Introducing Pixi's Multiple Environments

Pixi is our cutting-edge package manager for proper cross-platform, binary package management on Linux, macOS and Windows. We're proud to tell you that we have launched the multiple environment feature in pixi. This feature was designed together with multiple contributors and kickstarted by our community.

Developing software usually means running a couple different tasks. You can express these tasks beautifully with pixi: compiling the software, building the docs or running the tests – the pixi task system has got you covered.

However, these tasks might have different requirements, and some users might simply not be interested in building the documentation locally. For this reason, we are excited to ship the new multi-env feature in pixi where tasks can have their own environments. And you can build specialized environments too, for example to run with or without CUDA!

You've built what now?

Environments are pixi's bread and butter. Before release v0.13.0 we only supported one environment per project. An environment is a complete installation of all dependencies into a folder (.pixi) in your project folder. Pixi links all the required files into the correct location and – badabing badaboom – you have a pixi environment (fun fact: the links are either hard- or reflinks so that an environment doesn't take up any extra space on your disc).

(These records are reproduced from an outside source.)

//! Logging configuration from TOML (`[logging]` section)

use serde::{Deserialize, Serialize};
use std::path::PathBuf;

/// ```toml
/// [logging]
/// log_dir = "~/.local/state/conclave/logs"
/// transcript_dir = "./transcripts"
/// ```
#[derive(Debug, Clone, Default, PartialEq, Serialize, Deserialize)]
#[serde(default)]
pub struct FileLoggingConfig {
    /// Directory for the daily rolling diagnostic log; disabled when unset
    pub log_dir: Option<PathBuf>,
    /// Directory for per-discussion JSONL transcripts; disabled when unset
    pub transcript_dir: Option<PathBuf>,
}
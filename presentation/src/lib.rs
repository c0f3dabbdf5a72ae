//! Presentation layer for conclave
//!
//! This crate contains the CLI definition, the live console observer and
//! the final report formatter.

pub mod cli;
pub mod output;

// Re-export commonly used types
pub use cli::commands::{Cli, OutputFormat};
pub use output::console::ConsoleObserver;
pub use output::report::{DiscussionReport, ReportFormatter};
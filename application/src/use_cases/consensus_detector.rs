//! Consensus detection use case
//!
//! Scores the trailing window of agent messages after each turn. The
//! detector only computes a [`ConsensusResult`]; the orchestrator decides
//! what to do with it.
//!
//! ```text
//! agent messages < 2 × roles ──▶ below floor (reached = false, 0.0)
//! otherwise:
//!   window = last max(W, roles) agent messages
//!   lexical ─┐
//!   similarity ─┼─▶ weighted average ─▶ reached = confidence ≥ threshold
//!   adjudicated ┘   (0.5 on failure)
//!   stalemate (last 6 agent messages) ──▶ advisory recommendation
//! ```
//!
//! When a discussion ends, [`ConsensusDetector::summarize`] asks the same
//! model for a closing summary. Failure there is never fatal; the caller
//! falls back to a template.

use crate::config::ConsensusConfig;
use crate::ports::llm_gateway::{CompletionRequest, LlmGateway};
use conclave_domain::{
    AdjudicationVerdict, ConsensusResult, Message, PromptTemplate, Recommendation, Role,
    ScoreBreakdown, cross_role_similarity, detect_stalemate, lexical_agreement,
    parse_adjudication,
};
use std::sync::Arc;
use tracing::{debug, warn};

/// Score used when adjudication fails or cannot be parsed
const NEUTRAL_SCORE: f64 = 0.5;

pub struct ConsensusDetector<G: LlmGateway + 'static> {
    gateway: Arc<G>,
    config: ConsensusConfig,
}
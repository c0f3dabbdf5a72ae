//! Speaker selection policy
//!
//! Deterministic building blocks for choosing the next speaker. The
//! model-assisted hint is requested by the application layer; everything
//! here is pure and reproducible.
//!
//! # Priority
//!
//! 1. [`mention_target`]: the first role `@mentioned` in the latest message
//! 2. [`validate_model_choice`]: a model's answer, if it names a valid role
//! 3. [`round_robin_after`]: the next role after the previous speaker
//!
//! Every step refuses the previous speaker when more than one role exists,
//! so no role ever speaks twice in a row.

use crate::discussion::{Message, Role};
use serde::{Deserialize, Serialize};

/// Which rule produced a selection
#[derive(Debug, Clone, Copy, PartialEq, Eq, Serialize, Deserialize)]
#[serde(rename_all = "snake_case")]
pub enum SelectionSource {
    Mention,
    Model,
    RoundRobin,
}

impl SelectionSource {
    pub fn as_str(&self) -> &'static str {
        match self {
            SelectionSource::Mention => "mention",
            SelectionSource::Model => "model",
            SelectionSource::RoundRobin => "round_robin",
        }
    }
}

impl std::fmt::Display for SelectionSource {
    fn fmt(&self, f: &mut std::fmt::Formatter<'_>) -> std::fmt::Result {
        write!(f, "{}", self.as_str())
    }
}

fn is_blocked(candidate: &str, previous: Option<&str>, roles: &[Role]) -> bool {
    roles.len() > 1 && previous == Some(candidate)
}

/// First role mentioned in `last` that is neither its author nor the
/// previous speaker.
///
/// Self-mentions and mentions of the previous speaker are skipped rather
/// than honoured.
pub fn mention_target<'a>(
    last: Option<&Message>,
    roles: &'a [Role],
    previous: Option<&str>,
) -> Option<&'a Role> {
    let last = last?;
    let author = last.author_role();

    last.mentions
        .iter()
        .filter(|name| Some(name.as_str()) != author)
        .filter(|name| !is_blocked(name, previous, roles))
        .find_map(|name| roles.iter().find(|r| &r.name == name))
}

/// Accept a model's answer only if it is exactly a role name.
///
/// Surrounding whitespace, quotes and a trailing period are tolerated; the
/// previous speaker is rejected unless it is the only role.
pub fn validate_model_choice<'a>(
    answer: &str,
    roles: &'a [Role],
    previous: Option<&str>,
) -> Option<&'a Role> {
    let name = answer
        .trim()
        .trim_end_matches('.')
        .trim_matches(|c: char| c == '"' || c == '\'' || c == '`' || c == '*')
        .trim();

    roles
        .iter()
        .find(|r| r.name == name)
        .filter(|r| !is_blocked(&r.name, previous, roles))
}

/// The role after `previous` in roster order, wrapping around.
///
/// With no previous speaker the first role is chosen. Returns `None` only
/// for an empty roster.
pub fn round_robin_after<'a>(roles: &'a [Role], previous: Option<&str>) -> Option<&'a Role> {
    let next = previous
        .and_then(|name| roles.iter().position(|r| r.name == name))
        .map(|idx| (idx + 1) % roles.len())
        .unwrap_or(0);
    roles.get(next)
}
//! LLM provider adapters

mod openai_compatible;

pub use openai_compatible::OpenAiCompatibleGateway;
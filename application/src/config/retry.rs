//! Retry policy for provider calls

use std::time::Duration;

/// Bounded exponential backoff.
///
/// `max_attempts` counts every call, including the first one.
#[derive(Debug, Clone, PartialEq)]
pub struct RetryPolicy {
    pub max_attempts: u32,
    pub initial_backoff: Duration,
    pub max_backoff: Duration,
    pub multiplier: f64,
}

impl Default for RetryPolicy {
    fn default() -> Self {
        Self {
            max_attempts: 3,
            initial_backoff: Duration::from_millis(500),
            max_backoff: Duration::from_secs(8),
            multiplier: 2.0,
        }
    }
}

impl RetryPolicy {
    /// A policy that never retries
    pub fn no_retry() -> Self {
        Self {
            max_attempts: 1,
            ..Self::default()
        }
    }

    /// Delay before retrying after the given failed attempt (1-indexed)
    pub fn backoff_for(&self, attempt: u32) -> Duration {
        let exponent = attempt.saturating_sub(1).min(30) as i32;
        let factor = self.multiplier.max(1.0).powi(exponent);
        let delay = self.initial_backoff.as_secs_f64() * factor;
        Duration::from_secs_f64(delay.min(self.max_backoff.as_secs_f64()))
    }
}
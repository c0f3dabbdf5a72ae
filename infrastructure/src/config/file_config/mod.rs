//! Raw TOML configuration data types
//!
//! These structs represent the exact structure of the TOML config file.
//! They are deserialized directly and converted into application types
//! ([`EngineConfig`], [`Role`]) by the binary.

mod engine;
mod logging;
mod provider;
mod roles;

pub use engine::{FileConsensusConfig, FileEngineConfig, FileRetryConfig, FileSelectionConfig};
pub use logging::FileLoggingConfig;
pub use provider::FileProviderConfig;
pub use roles::{FileRoleConfig, default_cast};

use conclave_application::EngineConfig;
use conclave_domain::{Role, mention_key};
use serde::{Deserialize, Serialize};
use std::collections::HashSet;
use std::fmt;
use std::time::Duration;

#[derive(Debug, Clone, Copy, PartialEq, Eq)]
pub enum Severity {
    Warning,
    Error,
}

/// One problem found by [`FileConfig::validate`]
#[derive(Debug, Clone, PartialEq)]
pub struct ConfigIssue {
    pub severity: Severity,
    pub message: String,
}

impl ConfigIssue {
    fn error(message: impl Into<String>) -> Self {
        Self {
            severity: Severity::Error,
            message: message.into(),
        }
    }

    fn warning(message: impl Into<String>) -> Self {
        Self {
            severity: Severity::Warning,
            message: message.into(),
        }
    }

    pub fn is_error(&self) -> bool {
        self.severity == Severity::Error
    }
}

impl fmt::Display for ConfigIssue {
    fn fmt(&self, f: &mut fmt::Formatter<'_>) -> fmt::Result {
        let label = match self.severity {
            Severity::Warning => "warning",
            Severity::Error => "error",
        };
        write!(f, "{}: {}", label, self.message)
    }
}

/// Complete file configuration (raw TOML structure)
#[derive(Debug, Clone, PartialEq, Serialize, Deserialize)]
#[serde(default)]
pub struct FileConfig {
    pub engine: FileEngineConfig,
    pub selection: FileSelectionConfig,
    pub consensus: FileConsensusConfig,
    pub retry: FileRetryConfig,
    pub provider: FileProviderConfig,
    pub logging: FileLoggingConfig,
    /// Static cast served by the role supplier
    pub roles: Vec<FileRoleConfig>,
}

impl Default for FileConfig {
    fn default() -> Self {
        Self {
            engine: FileEngineConfig::default(),
            selection: FileSelectionConfig::default(),
            consensus: FileConsensusConfig::default(),
            retry: FileRetryConfig::default(),
            provider: FileProviderConfig::default(),
            logging: FileLoggingConfig::default(),
            roles: default_cast(),
        }
    }
}

impl FileConfig {
    /// Build the turn loop parameters
    pub fn to_engine_config(&self) -> EngineConfig {
        let default_model = &self.provider.default_model;
        EngineConfig {
            max_turns: self.engine.max_turns,
            max_roles: self.engine.max_roles,
            context_window: self.engine.context_window,
            provider_timeout: Duration::from_secs(self.engine.provider_timeout_secs),
            generation_temperature: self.engine.temperature,
            max_response_tokens: self.engine.max_response_tokens,
            delivery_timeout: Duration::from_secs(self.engine.delivery_timeout_secs),
            selection: self.selection.to_selection_config(default_model),
            consensus: self.consensus.to_consensus_config(default_model),
            retry: self.retry.to_retry_policy(),
        }
    }

    /// The configured cast with models resolved
    pub fn cast(&self) -> Vec<Role> {
        self.roles
            .iter()
            .map(|r| r.to_role(&self.provider.default_model))
            .collect()
    }

    /// Validate the entire configuration, returning all detected issues.
    pub fn validate(&self) -> Vec<ConfigIssue> {
        let mut issues = Vec::new();

        if self.engine.max_turns == 0 {
            issues.push(ConfigIssue::error("engine.max_turns must be at least 1"));
        }
        if self.engine.max_roles < 2 {
            issues.push(ConfigIssue::error("engine.max_roles must be at least 2"));
        }
        if self.engine.context_window == 0 {
            issues.push(ConfigIssue::warning(
                "engine.context_window is 0, roles will not see the transcript",
            ));
        }
        if !(0.0..=1.0).contains(&self.consensus.threshold) {
            issues.push(ConfigIssue::error(format!(
                "consensus.threshold must be within [0, 1], got {}",
                self.consensus.threshold
            )));
        }
        if !self.consensus.weights.is_valid() {
            issues.push(ConfigIssue::error(
                "consensus.weights must be non-negative and sum to a positive value",
            ));
        }
        if self.retry.max_attempts == 0 {
            issues.push(ConfigIssue::warning(
                "retry.max_attempts is 0, each call is still attempted once",
            ));
        }
        if self.selection.model_assisted && self.selection.history_window == 0 {
            issues.push(ConfigIssue::warning(
                "selection.history_window is 0, the model hint sees no messages",
            ));
        }

        let mut seen = HashSet::new();
        for role in &self.roles {
            let key = mention_key(&role.name);
            if key.is_empty() {
                issues.push(ConfigIssue::error(format!(
                    "roles: '{}' has no letters or digits",
                    role.name
                )));
            } else if !seen.insert(key) {
                issues.push(ConfigIssue::error(format!(
                    "roles: duplicate role name '{}'",
                    role.name
                )));
            }
        }
        if self.roles.len() > self.engine.max_roles {
            issues.push(ConfigIssue::warning(format!(
                "roles: {} roles configured but engine.max_roles is {}",
                self.roles.len(),
                self.engine.max_roles
            )));
        }

        issues
    }
}
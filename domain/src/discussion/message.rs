//! Transcript messages

use super::entities::DiscussionId;
use chrono::{DateTime, Utc};
use serde::{Deserialize, Deserializer, Serialize, Serializer};

/// Who authored a message.
///
/// Serialized as a plain string: the role name, or `"user"` for messages
/// injected from outside the panel. `"user"` is therefore not a valid role name.
#[derive(Debug, Clone, PartialEq, Eq, Hash)]
pub enum Speaker {
    Role(String),
    User,
}

impl Speaker {
    /// Sentinel name used for injected messages
    pub const USER: &'static str = "user";

    pub fn as_str(&self) -> &str {
        match self {
            Speaker::Role(name) => name,
            Speaker::User => Self::USER,
        }
    }

    /// Role name, if this speaker is a panel member
    pub fn role_name(&self) -> Option<&str> {
        match self {
            Speaker::Role(name) => Some(name),
            Speaker::User => None,
        }
    }

    pub fn is_user(&self) -> bool {
        matches!(self, Speaker::User)
    }
}

impl std::fmt::Display for Speaker {
    fn fmt(&self, f: &mut std::fmt::Formatter<'_>) -> std::fmt::Result {
        write!(f, "{}", self.as_str())
    }
}

impl Serialize for Speaker {
    fn serialize<S>(&self, serializer: S) -> Result<S::Ok, S::Error>
    where
        S: Serializer,
    {
        serializer.serialize_str(self.as_str())
    }
}

impl<'de> Deserialize<'de> for Speaker {
    fn deserialize<D>(deserializer: D) -> Result<Self, D::Error>
    where
        D: Deserializer<'de>,
    {
        let s = String::deserialize(deserializer)?;
        Ok(if s == Self::USER {
            Speaker::User
        } else {
            Speaker::Role(s)
        })
    }
}

/// A single transcript entry. Immutable once appended.
#[derive(Debug, Clone, PartialEq, Serialize, Deserialize)]
pub struct Message {
    /// Sequence number within the discussion (1-indexed, append order)
    pub id: u64,
    /// Back-reference to the owning discussion
    pub discussion_id: DiscussionId,
    /// Turn this message belongs to
    pub turn: u32,
    pub speaker: Speaker,
    /// Model that generated the content (`None` for user messages)
    pub model: Option<String>,
    pub content: String,
    /// Role names referenced with `@Name`, in order of appearance
    pub mentions: Vec<String>,
    pub created_at: DateTime<Utc>,
}

impl Message {
    /// Role name of the author, if a panel member wrote it
    pub fn author_role(&self) -> Option<&str> {
        self.speaker.role_name()
    }

    pub fn is_user(&self) -> bool {
        self.speaker.is_user()
    }
}
//! Command-line interface

pub mod commands;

These environments are platform specific and different for linux-64 vs. osx-arm64. In theory, you could also call them different environments as they might consist of different packages being installed. Which means that pixi was already solving multiple environments every time you created a project that supported multiple platforms. But these were always designed to run on a single platform and look as similar to each other as possible.

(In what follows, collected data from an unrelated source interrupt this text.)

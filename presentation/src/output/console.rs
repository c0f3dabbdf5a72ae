//! Live console output for a running discussion

use async_trait::async_trait;
use colored::{Color, Colorize};
use conclave_application::{DeliveryError, ObserverConnection};
use conclave_domain::{ConsensusResult, DiscussionEvent, Message, Role};
use indicatif::{ProgressBar, ProgressStyle};
use std::collections::HashMap;
use std::sync::{Mutex, PoisonError};
use std::time::Duration;

const PALETTE: [Color; 6] = [
    Color::Cyan,
    Color::Yellow,
    Color::Green,
    Color::Magenta,
    Color::Blue,
    Color::BrightRed,
];

/// Prints discussion events to stdout as they arrive.
///
/// Each role gets a stable color. Between turns a spinner on stderr shows
/// that the panel is still thinking.
pub struct ConsoleObserver {
    colors: HashMap<String, Color>,
    spinner: Mutex<Option<ProgressBar>>,
    show_spinner: bool,
}

impl ConsoleObserver {
    pub fn new(roles: &[Role]) -> Self {
        let colors = roles
            .iter()
            .enumerate()
            .map(|(i, role)| (role.name.clone(), PALETTE[i % PALETTE.len()]))
            .collect();
        Self {
            colors,
            spinner: Mutex::new(None),
            show_spinner: true,
        }
    }

    pub fn without_spinner(mut self) -> Self {
        self.show_spinner = false;
        self
    }

    /// Render one event; `None` for events with nothing to show
    pub fn format_event(&self, event: &DiscussionEvent) -> Option<String> {
        match event {
            DiscussionEvent::AgentMessage { message, .. } => Some(self.format_agent(message)),
            DiscussionEvent::UserMessage { message, .. } => Some(format!(
                "\n{} {}\n{}",
                format!("[turn {}]", message.turn).dimmed(),
                "You".magenta().bold(),
                message.content
            )),
            DiscussionEvent::ConsensusUpdate { consensus, .. } => {
                Some(Self::format_consensus(consensus))
            }
            DiscussionEvent::DiscussionComplete {
                status,
                total_turns,
                ..
            } => Some(format!(
                "\n{} after {} turn(s)",
                format!("Discussion {}", status).green().bold(),
                total_turns
            )),
            DiscussionEvent::DiscussionFailed {
                turn,
                error_class,
                error,
                ..
            } => Some(format!(
                "\n{} {}",
                format!("Discussion failed at turn {} ({}):", turn, error_class)
                    .red()
                    .bold(),
                error
            )),
        }
    }

    fn format_agent(&self, message: &Message) -> String {
        let name = message.author_role().unwrap_or("unknown");
        let color = self.colors.get(name).copied().unwrap_or(Color::White);
        let model = message
            .model
            .as_deref()
            .map(|m| format!(" ({})", m).dimmed().to_string())
            .unwrap_or_default();
        format!(
            "\n{} {}{}\n{}",
            format!("[turn {}]", message.turn).dimmed(),
            name.color(color).bold(),
            model,
            message.content
        )
    }

    fn format_consensus(consensus: &ConsensusResult) -> String {
        if consensus.reached {
            return format!(
                "{}",
                format!("  consensus reached ({:.2})", consensus.confidence)
                    .green()
                    .bold()
            );
        }
        if consensus.scores == Default::default() && consensus.confidence == 0.0 {
            return "  consensus: not evaluated yet".dimmed().to_string();
        }
        let line = format!(
            "  consensus {:.2} (lexical {:.2}, similarity {:.2}, adjudicated {:.2})",
            consensus.confidence,
            consensus.scores.lexical,
            consensus.scores.similarity,
            consensus.scores.adjudicated
        )
        .dimmed()
        .to_string();
        if consensus.stalemate {
            format!(
                "{}\n{}",
                line,
                format!("  stalemate: recommendation {}", consensus.recommendation)
                    .yellow()
                    .bold()
            )
        } else {
            line
        }
    }

    fn clear_spinner(&self) {
        let mut spinner = self.spinner.lock().unwrap_or_else(PoisonError::into_inner);
        if let Some(bar) = spinner.take() {
            bar.finish_and_clear();
        }
    }

    fn start_spinner(&self, message: String) {
        let bar = ProgressBar::new_spinner();
        bar.set_style(
            ProgressStyle::with_template("{spinner:.green} {msg}")
                .unwrap_or_else(|_| ProgressStyle::default_spinner()),
        );
        bar.set_message(message);
        bar.enable_steady_tick(Duration::from_millis(100));
        *self.spinner.lock().unwrap_or_else(PoisonError::into_inner) = Some(bar);
    }
}

#[async_trait]
impl ObserverConnection for ConsoleObserver {
    async fn deliver(&self, event: &DiscussionEvent) -> Result<(), DeliveryError> {
        self.clear_spinner();
        if let Some(text) = self.format_event(event) {
            println!("{}", text);
        }
        if self.show_spinner && !event.is_final() {
            self.start_spinner(format!("Turn {} ...", event.turn() + 1));
        }
        Ok(())
    }

    fn label(&self) -> String {
        "console".to_string()
    }

    async fn close(&self) {
        self.clear_spinner();
    }
}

With the latest release we allow you to create more than one environment for your project. This works by introducing "features": you can create sets of packages for a feature such as "test", "dev" or any other name you come up with.

An environment can then consist of one or more of these features. This gives the pixi user the real magic-wand to tailor their environments to their specific needs.

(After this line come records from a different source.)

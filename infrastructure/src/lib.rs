//! Infrastructure layer for conclave
//!
//! This crate contains adapters that implement the ports defined
//! in the application layer: an OpenAI-compatible HTTP gateway, a static
//! role supplier, transcript and channel observers, and configuration file
//! loading.

pub mod config;
pub mod logging;
pub mod observers;
pub mod providers;
pub mod roles;

// Re-export commonly used types
pub use config::{ConfigIssue, ConfigLoader, FileConfig, Severity};
pub use logging::JsonlTranscriptObserver;
pub use observers::ChannelObserver;
pub use providers::OpenAiCompatibleGateway;
pub use roles::StaticRoleSupplier;
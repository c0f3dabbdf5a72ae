//! Observer connection port
//!
//! An observer is one live subscriber to a discussion's events, attached to
//! the [`BroadcastHub`](crate::broadcast::BroadcastHub). How events reach
//! the subscriber (terminal, file, socket) is up to the implementation.

use async_trait::async_trait;
use conclave_domain::DiscussionEvent;
use thiserror::Error;

#[derive(Error, Debug, Clone, PartialEq, Eq)]
pub enum DeliveryError {
    #[error("Connection closed")]
    Closed,

    #[error("Delivery timed out")]
    Timeout,

    #[error("Transport error: {0}")]
    Transport(String),
}

/// A live subscriber.
///
/// A failed delivery detaches the connection; it is never retried.
#[async_trait]
pub trait ObserverConnection: Send + Sync {
    async fn deliver(&self, event: &DiscussionEvent) -> Result<(), DeliveryError>;

    /// Human-readable name used in logs
    fn label(&self) -> String {
        "observer".to_string()
    }

    /// Called when the hub drops the connection during shutdown
    async fn close(&self) {}
}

A feature can consist of the full description of an environment, including dependencies, platform, channels and even system requirements. More details can be found in the documentation.

Combining these features allows the user to mix and match environments.

Let's start with a simple example, adding a test environment.

[project]
name = "project"
channels = ["conda-forge"]
platforms = ["linux-64","osx-arm64", "osx-64", "win-64"]

[dependencies] # read by pixi as [feature.default.dependencies]
python = "*"
numpy = ">1.23"
polars = ">=0.20"

# further constrain python to 3.10 in this feature
[feature.py310.dependencies]
python = "3.10.*"

[feature.test.dependencies]
pytest = ">=6.2"
pytest-cov = ">=3.0"
pytest-xdist = ">=2.4"
ruff = ">=0.2"

[environments]
test = ["test"] # This is read as ["default", "test"]
test-py310 = ["test", "py310"] # test against python 3.10

This test environment is only needed for a developer or CI but if you are simply running the environment you don't need to install the test environment. You can keep using the default environment with no changes!

pixi run python script.py # runs the default environment
pixi run --environment test pytest -s # runs the test environment

This is a simple example, but it shows the setup of an environment in the simplest form. You can create environments for different stages of your development process this way. Environments can consist of unlimited features.

Real dependencies stay together

I hear you thinking, but now you might select different versions of python and numpy in the test environment compared to the default environment. And you would be right, but pixi has a solution for that as well. You can define a solve-group. This is a group of dependencies that are solved together. By having the same solve-group in the default environment and the test environment, the exact same dependency versions will be in both environments.

[environments]
test = { features = ["test"], solve-group = ["group1"] }
default = { solve-group = ["group1"] }

Now the dependencies are all the same only that the test environment will install more of the total set compared to the default environment. This is really powerful where a tester needs extra dependencies but wants to test the exact dependencies that are going to be deployed.

Okay that was easy right, it kinda feels like optional dependencies or features or something that you have heard of before in other tools. But we allow you to define as much of these features and environments that you want. Testing 20 different versions of python? Simply make the environments and let pixi do the heavy lifting. Note that the key here is that every single environment will be locked in the pixi.lock file.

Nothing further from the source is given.